Y no ser gordo. Nunca se debe ser gordo en Miami.
Los meseros de South Beach conocen las reglas, las crean.
Como crean también sus destinos, madrugada tras madrugada. El destino es azul,
un azul cambiante: el borde de una piscina infinita que se desborda en cuerpos y
elixires y en palideces que se parecen a la felicidad de las revistas. Se es
hermoso en Miami, se es delgado y luminoso y se es feliz. Como una lombriz. Ser
igual abona a esa felicidad democrática.
De la cual Martín, por ejemplo, no participa. Martín es diferente.
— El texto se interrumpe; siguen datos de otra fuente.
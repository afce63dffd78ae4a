use std::path::PathBuf;

use crate::format::DEFAULT_CURRENCY_SYMBOL;

pub const DEFAULT_LEDGER_FILE: &str = "ledger.txt";

/// Settings shared by every command.
#[derive(Debug, Clone, PartialEq, Eq)]
pub struct Config {
    pub ledger_path: PathBuf,
    pub currency_symbol: String,
}

impl Default for Config {
    fn default() -> Self {
        Self {
            ledger_path: PathBuf::from(DEFAULT_LEDGER_FILE),
            currency_symbol: DEFAULT_CURRENCY_SYMBOL.to_string(),
        }
    }
}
Porque Martín quería ser un gran jugador de Soccer en Buenos Aires. Eso, o un
gran escritor; un gran escritor así como Borges, incluso como Alfonsina Storni
con todo y lo feminizado que pueda parecer. Porque Martín habla de Alfonsina
Storni porque Martín es poeta también.
No quiere parecerse a Piglia porque Martín es bien
hombrecito y le gustan los escritores clásicos de la contemporaneidad. Dice que
el resto es una repetición y él quiere repetir a Borges mal repetido para que
alguna vez lo aclamen. No en Buenos Aires sino allí mismo en Miami. Allí mismo
donde, a pesar de ser blanco -blanco y culto- su jefe judío y sus clientes
inmigrantes de la riqueza del espectáculo, sus clientes inmigrantes del Real
Estate y del lavado, lo tratan como si fuera negro y bruto. Porque Martín no
habla inglés ni sabe de la riqueza del espectáculo. Es blanco, hasta con
ascendencia europea, pero es pobre y es humilde y es ingenuo. Y no sabe de
camisas ni de gafas ni de clubes aunque sepa hablar y aunque sepa de escritores
y de pintores y de política desigual. Y todo esto no lo sabe él, él piensa que
el lugar que le ha tocado en el mundo es el de mesero de South Beach y está muy
agradecido porque el trabajo hay que agradecerlo, sobre todo el trabajo en el
exilio y sin hablar inglés. Porque en Miami no importa sino el espectáculo de
la riqueza uniforme y rimbombante. Porque en South Beach los escritores sólo
sirven si son famosos; entonces se pasean con los inmigrantes del Real Estate
en sus Bentleys. Porque en South Beach la felicidad se parece a un Bentley
azul. Un Bentley azul envuelto en cinta plateada el mismo día del matrimonio.